Dessas atividades, podem resultar ainda um plano de salvaguarda com gestão compartilhada a partir da criação de coletivos deliberativos — constituída por grupos, comunidades ou segmentos sociais diretamente envolvidos com as matrizes tradicionais do forró e outros atores públicos e privados. Estes espaços de diálogo, de interlocução continuada ente Estado, detentores e parceiros institucionais, são responsáveis pelo planejamento, acompanhamento e validação das ações pactuadas e o fomento para autonomia das comunidades detentoras para a gestão do seu próprio patrimônio.

 

Foram 10 anos de luta para que o forró fosse reconhecido por unanimidade pelo Conselho Consultivo do Iphan como um bem brasileiro.
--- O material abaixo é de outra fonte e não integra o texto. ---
//! Domain entities for the content domain
//!
//! Club-facing content: coaching/committee team members, competition
//! records, the archer leaderboard, and incoming contact messages.

use chrono::{DateTime, Utc};
use serde::{Deserialize, Serialize};
use uuid::Uuid;
use validator::ValidateEmail;

use longbow_common::{Error, Result};

/// Bow discipline a leaderboard entry is ranked under.
#[derive(Debug, Clone, Copy, PartialEq, Eq, Hash, Serialize, Deserialize, sqlx::Type)]
#[sqlx(type_name = "bow_type", rename_all = "lowercase")]
pub enum BowType {
    General,
    Recurve,
    Compound,
    Barebow,
}

impl BowType {
    pub const ALL: [BowType; 4] = [
        BowType::General,
        BowType::Recurve,
        BowType::Compound,
        BowType::Barebow,
    ];
}

impl std::fmt::Display for BowType {
    fn fmt(&self, f: &mut std::fmt::Formatter<'_>) -> std::fmt::Result {
        match self {
            BowType::General => write!(f, "General"),
            BowType::Recurve => write!(f, "Recurve"),
            BowType::Compound => write!(f, "Compound"),
            BowType::Barebow => write!(f, "Barebow"),
        }
    }
}

/// Coaching or committee member shown on the club site.
#[derive(Debug, Clone, PartialEq, Serialize, Deserialize, sqlx::FromRow)]
pub struct TeamMember {
    pub id: Uuid,
    pub name: String,
    pub position: String,
    pub context: String,
    pub image_url: String,
    pub created_at: DateTime<Utc>,
    pub updated_at: DateTime<Utc>,
}

impl TeamMember {
    pub fn new(name: String, position: String, context: String, image_url: String) -> Result<Self> {
        if name.trim().is_empty() || position.trim().is_empty() {
            return Err(Error::Validation(
                "Name and position are required".to_string(),
            ));
        }

        let now = Utc::now();
        Ok(TeamMember {
            id: Uuid::new_v4(),
            name,
            position,
            context,
            image_url,
            created_at: now,
            updated_at: now,
        })
    }
}

/// Competition result achieved by the club.
#[derive(Debug, Clone, PartialEq, Serialize, Deserialize, sqlx::FromRow)]
pub struct Record {
    pub id: Uuid,
    pub competition: String,
    pub location: String,
    pub start_date: DateTime<Utc>,
    pub end_date: DateTime<Utc>,
    pub rank: String,
    pub image_url: String,
    pub created_at: DateTime<Utc>,
    pub updated_at: DateTime<Utc>,
}

impl Record {
    pub fn new(
        competition: String,
        location: String,
        start_date: DateTime<Utc>,
        end_date: DateTime<Utc>,
        rank: String,
        image_url: String,
    ) -> Result<Self> {
        if end_date < start_date {
            return Err(Error::Validation(
                "End date cannot be before start date".to_string(),
            ));
        }

        let now = Utc::now();
        Ok(Record {
            id: Uuid::new_v4(),
            competition,
            location,
            start_date,
            end_date,
            rank,
            image_url,
            created_at: now,
            updated_at: now,
        })
    }
}

/// Leaderboard entry. One row per (bow type, archer), enforced by a
/// unique index; points accumulate across updates.
#[derive(Debug, Clone, PartialEq, Serialize, Deserialize, sqlx::FromRow)]
pub struct ArcherRank {
    pub id: Uuid,
    pub full_name: String,
    pub point: i32,
    #[serde(rename = "type")]
    pub bow_type: BowType,
    pub image_url: String,
    pub created_at: DateTime<Utc>,
    pub updated_at: DateTime<Utc>,
}

impl ArcherRank {
    pub fn new(full_name: String, point: i32, bow_type: BowType, image_url: String) -> Result<Self> {
        let full_name = full_name.trim().to_string();
        if full_name.is_empty() {
            return Err(Error::Validation("Full name is required".to_string()));
        }
        if point < 0 {
            return Err(Error::Validation("Points cannot be negative".to_string()));
        }

        let now = Utc::now();
        Ok(ArcherRank {
            id: Uuid::new_v4(),
            full_name,
            point,
            bow_type,
            image_url,
            created_at: now,
            updated_at: now,
        })
    }
}

/// Message submitted through the contact form. Stored, then forwarded to
/// the club inbox.
#[derive(Debug, Clone, PartialEq, Serialize, Deserialize, sqlx::FromRow)]
pub struct ContactMessage {
    pub id: Uuid,
    pub email: String,
    pub first_name: String,
    pub last_name: String,
    pub message: String,
    pub phone_number: String,
    pub created_at: DateTime<Utc>,
    pub updated_at: DateTime<Utc>,
}

impl ContactMessage {
    pub fn new(
        email: String,
        first_name: String,
        last_name: String,
        message: String,
        phone_number: String,
    ) -> Result<Self> {
        if !email.validate_email() {
            return Err(Error::Validation("Invalid email address".to_string()));
        }
        if message.trim().is_empty() {
            return Err(Error::Validation("Message is required".to_string()));
        }

        let now = Utc::now();
        Ok(ContactMessage {
            id: Uuid::new_v4(),
            email,
            first_name,
            last_name,
            message,
            phone_number,
            created_at: now,
            updated_at: now,
        })
    }
}

#[cfg(test)]
mod tests {
    use super::*;

    #[test]
    fn test_bow_type_serde_uses_original_casing() {
        let json = serde_json::to_string(&BowType::Recurve).unwrap();
        assert_eq!(json, "\"Recurve\"");
        let parsed: BowType = serde_json::from_str("\"Barebow\"").unwrap();
        assert_eq!(parsed, BowType::Barebow);
    }

    #[test]
    fn test_archer_rank_trims_name() {
        let rank = ArcherRank::new(
            "  Robin Hood  ".to_string(),
            120,
            BowType::General,
            "https://img.example.com/robin.png".to_string(),
        )
        .unwrap();
        assert_eq!(rank.full_name, "Robin Hood");
    }

    #[test]
    fn test_archer_rank_rejects_negative_points() {
        let result = ArcherRank::new(
            "Robin Hood".to_string(),
            -5,
            BowType::General,
            String::new(),
        );
        assert!(result.is_err());
    }

    #[test]
    fn test_record_rejects_inverted_dates() {
        let start = Utc::now();
        let end = start - chrono::Duration::days(1);
        let result = Record::new(
            "Nationals".to_string(),
            "Lagos".to_string(),
            start,
            end,
            "1st".to_string(),
            String::new(),
        );
        assert!(result.is_err());
    }

    #[test]
    fn test_contact_message_requires_valid_email() {
        let result = ContactMessage::new(
            "nope".to_string(),
            "Ada".to_string(),
            "Okoro".to_string(),
            "Hello".to_string(),
            "+2348000000000".to_string(),
        );
        assert!(result.is_err());
    }
}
Quais os motivos da demora?

Os processos de reconhecimento de patrimônios culturais de natureza imaterial, no Iphan, não são meramente declaratórios, em que bens culturais possam ser meramente inscritos nos Livros de Registro como patrimônios culturais sem que maiores consequências sejam produzidas no âmbito das vidas das comunidades e diferentes segmentos sociais que detêm os conhecimentos necessários à existência dos bens culturais reconhecidos e sem as quais não haveria condições do Estado, por si só, garantir a existência do bem cultural reconhecido.

Na política federal, os reconhecimentos dos patrimônios culturais de natureza imaterial seguem aquilo que está previsto no Decreto 3.551/2000 e Resolução Iphan n° 001/2006, que demandam, não apenas a produção e sistematização de conhecimentos e documentação sobre o bem cultural, mas também a mobilização da comunidade detentora do bem cultural em questão, ou seja, no caso das matrizes tradicionais do forró, a comunidade forrozeira em todo o país.
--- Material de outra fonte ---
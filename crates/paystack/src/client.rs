//! Paystack REST client
//!
//! Thin wrapper over the Paystack HTTP API. Every response arrives in the
//! provider's envelope `{status, message, data}`; a `status` of false means
//! the request was rejected and `message` carries the reason.

use serde::de::DeserializeOwned;
use serde::{Deserialize, Serialize};

use crate::{
    PaymentError, PaymentProvider, PaystackConfig, ProviderCheckout, ProviderCustomer,
    ProviderSubscription,
};

/// Paystack API response envelope
#[derive(Debug, Deserialize)]
struct Envelope<T> {
    status: bool,
    message: String,
    data: Option<T>,
}

#[derive(Debug, Serialize)]
struct CreateCustomerBody<'a> {
    email: &'a str,
    first_name: &'a str,
    last_name: &'a str,
    phone: &'a str,
}

#[derive(Debug, Serialize)]
struct InitializeTransactionBody<'a> {
    email: &'a str,
    /// Amount in kobo, serialized as a string per the API contract
    amount: String,
    #[serde(skip_serializing_if = "Option::is_none")]
    plan: Option<&'a str>,
    metadata: serde_json::Value,
}

#[derive(Debug, Serialize)]
struct CreateSubscriptionBody<'a> {
    customer: &'a str,
    plan: &'a str,
}

#[derive(Debug, Serialize)]
struct SubscriptionToggleBody<'a> {
    code: &'a str,
    token: &'a str,
}

/// HTTP client for the Paystack API
pub struct PaystackClient {
    client: reqwest::Client,
    config: PaystackConfig,
}

impl PaystackClient {
    pub fn new(config: PaystackConfig) -> Self {
        Self {
            client: reqwest::Client::new(),
            config,
        }
    }

    async fn post<B: Serialize, T: DeserializeOwned>(
        &self,
        path: &str,
        body: &B,
    ) -> Result<T, PaymentError> {
        let url = format!("{}{}", self.config.base_url, path);

        let response = self
            .client
            .post(&url)
            .bearer_auth(&self.config.secret_key)
            .json(body)
            .send()
            .await
            .map_err(|e| PaymentError::Request(format!("POST {} failed: {}", path, e)))?;

        let status = response.status();
        let envelope: Envelope<T> = response
            .json()
            .await
            .map_err(|e| PaymentError::Request(format!("POST {} returned invalid body: {}", path, e)))?;

        if !envelope.status {
            tracing::warn!(path, %status, message = %envelope.message, "Paystack rejected request");
            return Err(PaymentError::Rejected(envelope.message));
        }

        envelope
            .data
            .ok_or_else(|| PaymentError::Request(format!("POST {} returned no data", path)))
    }

    /// POST where the success envelope carries no payload we care about
    async fn post_ack<B: Serialize>(&self, path: &str, body: &B) -> Result<(), PaymentError> {
        let _: serde_json::Value = self.post(path, body).await?;
        Ok(())
    }
}

#[async_trait::async_trait]
impl PaymentProvider for PaystackClient {
    async fn create_customer(
        &self,
        email: &str,
        first_name: &str,
        last_name: &str,
        phone: &str,
    ) -> Result<ProviderCustomer, PaymentError> {
        tracing::debug!(email, "Creating Paystack customer");
        self.post(
            "/customer",
            &CreateCustomerBody {
                email,
                first_name,
                last_name,
                phone,
            },
        )
        .await
    }

    async fn initialize_transaction(
        &self,
        email: &str,
        amount: i64,
        plan_code: Option<&str>,
        metadata: serde_json::Value,
    ) -> Result<ProviderCheckout, PaymentError> {
        tracing::debug!(email, amount, ?plan_code, "Initializing Paystack transaction");
        self.post(
            "/transaction/initialize",
            &InitializeTransactionBody {
                email,
                amount: amount.to_string(),
                plan: plan_code,
                metadata,
            },
        )
        .await
    }

    async fn create_subscription(
        &self,
        customer_code: &str,
        plan_code: &str,
    ) -> Result<ProviderSubscription, PaymentError> {
        tracing::debug!(customer_code, plan_code, "Creating Paystack subscription");
        self.post(
            "/subscription",
            &CreateSubscriptionBody {
                customer: customer_code,
                plan: plan_code,
            },
        )
        .await
    }

    async fn disable_subscription(&self, code: &str, token: &str) -> Result<(), PaymentError> {
        tracing::debug!(code, "Disabling Paystack subscription");
        self.post_ack("/subscription/disable", &SubscriptionToggleBody { code, token })
            .await
    }

    async fn enable_subscription(&self, code: &str, token: &str) -> Result<(), PaymentError> {
        tracing::debug!(code, "Enabling Paystack subscription");
        self.post_ack("/subscription/enable", &SubscriptionToggleBody { code, token })
            .await
    }
}

#[cfg(test)]
mod tests {
    use super::*;

    #[test]
    fn test_initialize_body_serializes_amount_as_string() {
        let body = InitializeTransactionBody {
            email: "archer@example.com",
            amount: 2500000.to_string(),
            plan: None,
            metadata: serde_json::json!({"custom_type": "walkin"}),
        };

        let json = serde_json::to_value(&body).unwrap();
        assert_eq!(json["amount"], "2500000");
        assert!(json.get("plan").is_none());
        assert_eq!(json["metadata"]["custom_type"], "walkin");
    }

    #[test]
    fn test_envelope_rejection_parsing() {
        let raw = r#"{"status":false,"message":"Invalid key","data":null}"#;
        let envelope: Envelope<serde_json::Value> = serde_json::from_str(raw).unwrap();
        assert!(!envelope.status);
        assert_eq!(envelope.message, "Invalid key");
        assert!(envelope.data.is_none());
    }

    #[test]
    fn test_subscription_data_parsing() {
        let raw = r#"{
            "status": true,
            "message": "Subscription successfully created",
            "data": {
                "subscription_code": "SUB_vsyqdmlzble3uii",
                "email_token": "d7gofp6yppn3qz7",
                "status": "active"
            }
        }"#;
        let envelope: Envelope<ProviderSubscription> = serde_json::from_str(raw).unwrap();
        let data = envelope.data.unwrap();
        assert_eq!(data.subscription_code, "SUB_vsyqdmlzble3uii");
        assert_eq!(data.email_token, "d7gofp6yppn3qz7");
        assert_eq!(data.status, "active");
    }
}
A partir de agora é necessário pensar em políticas públicas para proteção e incentivo à cadeia produtiva do forró. Como o Iphan pode colaborar nesse sentido?

O conhecimento gerado durante os processos de identificação e reconhecimento é o que permite diagnosticar, de modo bastante preciso, as formas mais adequadas de salvaguarda dos bens culturais de natureza imaterial. E para que isso aconteça, a mobilização social de comunidades, grupos ou indivíduos vinculados à produção e reprodução do bem cultural é uma condição fundamental, já que as recomendações para a construção do plano de salvaguarda são elaborados pelos próprios detentores, com o apoio do Iphan e constam do Dossiê de Registro das Matrizes Tradicionais do Forró, avaliado e aprovado por unanimidade pelo Conselho Consultivo do Iphan.

A partir do que está diagnosticado no Dossiê de Registro, comunidade forrozeira e Iphan passam a atuar em parceria, na busca de promover e apoiar ações que promovam a salvaguarda dos saberes, expressões e condições que possibilitem a existência das matrizes tradicionais do forró, sobretudo a partir das condições de existência dessas matrizes tradicionais em cada unidade da federação em que o Iphan atua juntamente ao lado dos fóruns de forrozeiros, apresentando suas demandas.